Notably, in patients with CD70-positive disease (10 patients), the ORR was 30% and the DCR was 100%. Moreover, median progression-free survival (time from treatment until disease worsens or death) was five months in this population.

“They also showed that even 70 or 80 days out if they use a very strong conditioning regimen, the (cells) stayed around a long time. And we know that durability of response has to do with persistence of the cells,” Hurwitz said. Additionally, ALLO-316 was shown to eliminate CD70-positive host T cells, preventing allorejection and supporting persistence.

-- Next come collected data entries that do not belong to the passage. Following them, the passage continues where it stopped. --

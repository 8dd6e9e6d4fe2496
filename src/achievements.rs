// ============================================
// src/achievements.rs
// 実績の定義と解除判定
// ============================================

use chrono::Utc;
use serde::{Deserialize, Serialize};
use tracing::{debug, info};

use crate::error::QuizError;
use crate::questions::Category;
use crate::save_data::{Progress, ProgressStore};
use crate::session::BatchSummary;

/// 連続正解で解除される実績 (しきい値, ID)
const STREAK_MILESTONES: [(u32, AchievementId); 3] = [
    (3, AchievementId::Streak3),
    (5, AchievementId::Streak5),
    (10, AchievementId::Streak10),
];

/// 累計回答数で解除される実績
const ANSWERED_MILESTONES: [(u32, AchievementId); 2] = [
    (100, AchievementId::Quiz100),
    (500, AchievementId::Quiz500),
];

/// ヒントなし連続正解の必要数
pub const NO_HINT_THRESHOLD: u32 = 10;
/// カテゴリマスターに必要な正解数
pub const CATEGORY_MASTER_THRESHOLD: u32 = 50;

/// 実績の識別子
#[derive(Debug, Clone, Copy, PartialEq, Eq, PartialOrd, Ord, Hash, Serialize, Deserialize)]
#[serde(rename_all = "snake_case")]
pub enum AchievementId {
    FirstCorrect,
    #[serde(rename = "streak_3")]
    Streak3,
    #[serde(rename = "streak_5")]
    Streak5,
    #[serde(rename = "streak_10")]
    Streak10,
    PerfectSet,
    NoHint,
    SpaceMaster,
    PhysicsMaster,
    ChemistryMaster,
    BiologyMaster,
    EarthMaster,
    #[serde(rename = "quiz_100")]
    Quiz100,
    #[serde(rename = "quiz_500")]
    Quiz500,
}

impl AchievementId {
    /// 保存用の文字列ID
    pub fn as_str(self) -> &'static str {
        match self {
            Self::FirstCorrect => "first_correct",
            Self::Streak3 => "streak_3",
            Self::Streak5 => "streak_5",
            Self::Streak10 => "streak_10",
            Self::PerfectSet => "perfect_set",
            Self::NoHint => "no_hint",
            Self::SpaceMaster => "space_master",
            Self::PhysicsMaster => "physics_master",
            Self::ChemistryMaster => "chemistry_master",
            Self::BiologyMaster => "biology_master",
            Self::EarthMaster => "earth_master",
            Self::Quiz100 => "quiz_100",
            Self::Quiz500 => "quiz_500",
        }
    }

    pub fn parse(s: &str) -> Option<Self> {
        ACHIEVEMENTS.iter().map(|a| a.id).find(|id| id.as_str() == s)
    }

    /// カテゴリに対応するマスター実績
    pub fn master_of(category: Category) -> Self {
        match category {
            Category::Space => Self::SpaceMaster,
            Category::Physics => Self::PhysicsMaster,
            Category::Chemistry => Self::ChemistryMaster,
            Category::Biology => Self::BiologyMaster,
            Category::Earth => Self::EarthMaster,
        }
    }
}

/// 実績カタログの1項目
#[derive(Debug, Clone, Copy, PartialEq, Eq)]
pub struct Achievement {
    pub id: AchievementId,
    pub title: &'static str,
    pub description: &'static str,
    pub icon: &'static str,
}

impl Achievement {
    pub fn get(id: AchievementId) -> &'static Achievement {
        match ACHIEVEMENTS.iter().find(|a| a.id == id) {
            Some(a) => a,
            None => unreachable!("{} is missing from ACHIEVEMENTS", id.as_str()),
        }
    }
}
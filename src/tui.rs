// ============================================
// src/tui.rs
// クイズ画面 (ratatui)
// ============================================

use std::io::{Result, stdout};
use std::time::Duration;

use crossterm::{
    ExecutableCommand,
    cursor::{Hide, Show},
    event::{self, Event, KeyCode},
    terminal::{EnterAlternateScreen, LeaveAlternateScreen, disable_raw_mode, enable_raw_mode},
};

use ratatui::{
    prelude::*,
    style::{Color, Modifier, Style, Stylize},
    text::{Line, Span},
    widgets::{Block, Borders, Gauge, Paragraph, Wrap},
};

use sciquiz::questions::CHOICE_COUNT;
use sciquiz::{AnswerOutcome, BatchSummary, Game, ProgressStore, QUESTIONS_PER_SET, SessionState};
use tracing::warn;

const CHOICE_LABELS: [&str; CHOICE_COUNT] = ["A", "B", "C", "D"];

// --------------------------------------------------
// データ構造
// --------------------------------------------------

/// 表示中の画面
enum Screen {
    /// 問題に回答中
    Question,
    /// 1問ごとの結果
    Answered(AnswerOutcome),
    /// セット (10問) の結果
    SetResult(BatchSummary),
    /// 問題がもうない
    Finished,
}

/// 画面全体の状態
struct AppState<'g, 'a, S: ProgressStore> {
    game: &'g mut Game<'a, S>,
    screen: Screen,
    /// 一時的なお知らせ (ヒント使用済みなど)
    notice: Option<String>,
    quit: bool,
}

impl<'g, 'a, S: ProgressStore> AppState<'g, 'a, S> {
    fn new(game: &'g mut Game<'a, S>) -> Self {
        let screen = match game.state() {
            SessionState::InProgress => Screen::Question,
            SessionState::BatchComplete => Screen::SetResult(game.session().batch_summary()),
            SessionState::Exhausted => Screen::Finished,
        };
        Self {
            game,
            screen,
            notice: None,
            quit: false,
        }
    }

    /// キー入力の処理
    fn handle_key(&mut self, code: KeyCode) {
        self.notice = None;
        match std::mem::replace(&mut self.screen, Screen::Finished) {
            Screen::Question => self.handle_question_key(code),
            Screen::Answered(outcome) => self.handle_answered_key(code, outcome),
            Screen::SetResult(summary) => self.handle_set_result_key(code, summary),
            Screen::Finished => {
                if matches!(code, KeyCode::Enter | KeyCode::Esc | KeyCode::Char('q')) {
                    self.quit = true;
                }
            }
        }
    }

    fn handle_question_key(&mut self, code: KeyCode) {
        self.screen = Screen::Question;
        let choice = match code {
            KeyCode::Esc | KeyCode::Char('q') => {
                self.quit = true;
                return;
            }
            KeyCode::Char('h') => {
                if let Err(e) = self.game.use_hint() {
                    self.notice = Some(e.to_string());
                } else {
                    self.notice = Some("2つの不正解を消去しました".to_string());
                }
                return;
            }
            KeyCode::Char('r') => {
                self.game.restart();
                self.notice = Some("リセットしました".to_string());
                return;
            }
            KeyCode::Char(c @ '1'..='4') => c as usize - '1' as usize,
            KeyCode::Char(c @ 'a'..='d') => c as usize - 'a' as usize,
            _ => return,
        };

        if self
            .game
            .hidden_choices()
            .is_some_and(|hidden| hidden.contains(&choice))
        {
            self.notice = Some("その選択肢はヒントで消えています".to_string());
            return;
        }

        match self.game.answer(choice) {
            Ok(outcome) => self.screen = Screen::Answered(outcome),
            Err(e) => {
                warn!(error = %e, "answer rejected");
                self.notice = Some(e.to_string());
            }
        }
    }

    fn handle_answered_key(&mut self, code: KeyCode, outcome: AnswerOutcome) {
        match code {
            KeyCode::Enter | KeyCode::Char(' ') => {
                self.screen = match (outcome.batch, self.game.state()) {
                    (Some(summary), _) => Screen::SetResult(summary),
                    (None, SessionState::InProgress) => Screen::Question,
                    (None, _) => Screen::Finished,
                };
            }
            KeyCode::Esc | KeyCode::Char('q') => self.quit = true,
            _ => self.screen = Screen::Answered(outcome),
        }
    }

    fn handle_set_result_key(&mut self, code: KeyCode, summary: BatchSummary) {
        match code {
            KeyCode::Enter | KeyCode::Char(' ') if summary.has_more => {
                self.game.next_batch();
                self.screen = Screen::Question;
            }
            KeyCode::Enter | KeyCode::Esc | KeyCode::Char('q') => self.quit = true,
            _ => self.screen = Screen::SetResult(summary),
        }
    }
}

// --------------------------------------------------
// 実行ループ
// --------------------------------------------------

/// MARK:ターミナルを準備してクイズを実行する
pub fn run<S: ProgressStore>(game: &mut Game<'_, S>) -> Result<()> {
    let mut terminal = setup_terminal()?;
    let result = run_app(&mut terminal, game);
    restore_terminal()?;
    result
}

fn setup_terminal() -> Result<Terminal<impl Backend>> {
    enable_raw_mode()?;
    stdout().execute(EnterAlternateScreen)?; // 代替スクリーンを使用
    stdout().execute(Hide)?; // カーソルを非表示
    let backend = CrosstermBackend::new(stdout());
    Terminal::new(backend)
}

fn restore_terminal() -> Result<()> {
    stdout().execute(Show)?;
    stdout().execute(LeaveAlternateScreen)?;
    disable_raw_mode()?;
    Ok(())
}

fn run_app<S: ProgressStore>(
    terminal: &mut Terminal<impl Backend>,
    game: &mut Game<'_, S>,
) -> Result<()> {
    let mut app_state = AppState::new(game);

    while !app_state.quit {
        terminal.draw(|f| ui(f, &app_state))?;

        if event::poll(Duration::from_millis(50))? {
            if let Event::Key(key) = event::read()? {
                if key.kind == event::KeyEventKind::Press {
                    app_state.handle_key(key.code);
                }
            }
        }
    }

    Ok(())
}

// --------------------------------------------------
// UI描画
// --------------------------------------------------

fn ui<S: ProgressStore>(f: &mut Frame, app_state: &AppState<'_, '_, S>) {
    let size = f.area();
    let block = Block::default()
        .borders(Borders::ALL)
        .title("サイエンスクイズ");
    let inner_area = block.inner(size);
    f.render_widget(block, size);

    let chunks = Layout::default()
        .direction(Direction::Vertical)
        .constraints([
            Constraint::Length(1), // [0] ステータスバー (カテゴリ, 正解数)
            Constraint::Length(1), // [1] セット進行ゲージ
            Constraint::Length(1), // [2] 空白
            Constraint::Min(1),    // [3] メイン
            Constraint::Length(1), // [4] お知らせ
            Constraint::Length(1), // [5] 操作説明
        ])
        .split(inner_area);

    render_status(f, app_state, chunks[0], chunks[1]);

    let help = match &app_state.screen {
        Screen::Question => {
            render_question(f, app_state, chunks[3]);
            "1-4/A-D: 回答  H: ヒント  R: リセット  Esc: 終了"
        }
        Screen::Answered(outcome) => {
            render_answered(f, outcome, chunks[3]);
            "Enter: 次へ  Esc: 終了"
        }
        Screen::SetResult(summary) => {
            render_set_result(f, summary, chunks[3]);
            if summary.has_more {
                "Enter: 次のセットへ  Esc: ホームに戻る"
            } else {
                "Enter/Esc: ホームに戻る"
            }
        }
        Screen::Finished => {
            render_finished(f, app_state, chunks[3]);
            "Enter/Esc: ホームに戻る"
        }
    };

    if let Some(notice) = &app_state.notice {
        f.render_widget(
            Paragraph::new(notice.as_str())
                .style(Style::default().fg(Color::Yellow))
                .centered(),
            chunks[4],
        );
    }
    f.render_widget(
        Paragraph::new(help)
            .style(Style::default().fg(Color::DarkGray))
            .centered(),
        chunks[5],
    );
}

fn render_status<S: ProgressStore>(
    f: &mut Frame,
    app_state: &AppState<'_, '_, S>,
    status_area: Rect,
    gauge_area: Rect,
) {
    let session = app_state.game.session();
    let category = session
        .category()
        .map(|c| format!("{} {}", c.label(), c.english_name()))
        .unwrap_or_else(|| "全カテゴリ".to_string());
    let level = session
        .level()
        .map(|l| format!("Lv.{l}"))
        .unwrap_or_else(|| "全レベル".to_string());
    let status = format!(
        "{category} / {level}   正解 {}/{}   連続 {}",
        session.total_correct(),
        session.total_answered(),
        app_state.game.tracker().current_streak()
    );
    f.render_widget(
        Paragraph::new(status).style(Style::default().fg(Color::Cyan)),
        status_area,
    );

    let answered = session.batch_answered().min(QUESTIONS_PER_SET);
    let gauge = Gauge::default()
        .block(Block::default().borders(Borders::NONE))
        .gauge_style(Style::default().fg(Color::Magenta).bg(Color::Black))
        .ratio(answered as f64 / QUESTIONS_PER_SET as f64)
        .label(format!("セット {answered}/{QUESTIONS_PER_SET}"));
    f.render_widget(gauge, gauge_area);
}

fn render_question<S: ProgressStore>(f: &mut Frame, app_state: &AppState<'_, '_, S>, area: Rect) {
    let Some(question) = app_state.game.current_question() else {
        return;
    };
    let hidden = app_state.game.hidden_choices().unwrap_or([usize::MAX; 2]);
    let number = app_state.game.session().batch_answered() + 1;

    let mut lines = vec![
        Line::from(format!("Q.{number:02}  [{} Lv.{}]", question.category, question.level))
            .style(Style::default().fg(Color::Gray)),
        Line::from(""),
        Line::from(question.text.as_str()).style(Style::default().fg(Color::White).bold()),
        Line::from(""),
    ];
    for (i, choice) in question.choices.iter().enumerate() {
        let text = format!("{}. {}", CHOICE_LABELS[i], choice);
        let style = if hidden.contains(&i) {
            Style::default()
                .fg(Color::DarkGray)
                .add_modifier(Modifier::CROSSED_OUT)
        } else {
            Style::default().fg(Color::White)
        };
        lines.push(Line::from(Span::styled(text, style)));
    }

    f.render_widget(Paragraph::new(lines).wrap(Wrap { trim: false }), area);
}

fn render_answered(f: &mut Frame, outcome: &AnswerOutcome, area: Rect) {
    let verdict = if outcome.is_correct {
        Line::from("正解!").style(Style::default().fg(Color::Green).bold())
    } else {
        Line::from("不正解...").style(Style::default().fg(Color::Red).bold())
    };

    let mut lines = vec![
        verdict,
        Line::from(""),
        Line::from(format!(
            "正解: {}. {}",
            CHOICE_LABELS[outcome.correct_choice], outcome.correct_text
        )),
        Line::from(""),
        Line::from(outcome.explanation.as_str()).style(Style::default().fg(Color::Gray)),
    ];
    if !outcome.unlocked.is_empty() {
        lines.push(Line::from(""));
    }
    for achievement in &outcome.unlocked {
        lines.push(
            Line::from(format!("{} 実績解除: {}", achievement.icon, achievement.title))
                .style(Style::default().fg(Color::Yellow)),
        );
    }

    f.render_widget(Paragraph::new(lines).wrap(Wrap { trim: false }), area);
}

fn render_set_result(f: &mut Frame, summary: &BatchSummary, area: Rect) {
    let grade = summary.grade();
    let color = match grade {
        sciquiz::SetGrade::Perfect => Color::Green,
        sciquiz::SetGrade::Great => Color::Cyan,
        sciquiz::SetGrade::Good => Color::Blue,
        sciquiz::SetGrade::TryAgain => Color::Red,
    };

    let lines = vec![
        Line::from(format!("{}/{}", summary.batch_correct, QUESTIONS_PER_SET))
            .style(Style::default().fg(color).bold()),
        Line::from(grade.message()).style(Style::default().fg(color)),
        Line::from(""),
        Line::from(format!(
            "累計: {} / {} 正解  (正答率: {}%)",
            summary.total_correct,
            summary.total_answered,
            summary.total_percentage()
        )),
    ];
    f.render_widget(Paragraph::new(lines).centered(), area);
}

fn render_finished<S: ProgressStore>(f: &mut Frame, app_state: &AppState<'_, '_, S>, area: Rect) {
    let session = app_state.game.session();
    let lines = vec![
        Line::from("問題がもうありません").style(Style::default().bold()),
        Line::from(""),
        Line::from(format!(
            "累計結果: {} / {} 正解",
            session.total_correct(),
            session.total_answered()
        )),
    ];
    f.render_widget(Paragraph::new(lines).centered(), area);
}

Hurwitz concluded by explaining that for CAR-T cell therapy to land in the kidney cancer armamentarium, several challenges will need to be addressed including persistence, antigen loss from therapy, tumor microenvironment toxicity and the inability to infiltrate the tumor.

“This (area of research) is exciting, there are some responses, (but) we’re not there yet. This is just the beginning because there are many different technologies that we can use to make these T cells much more effective,” he said.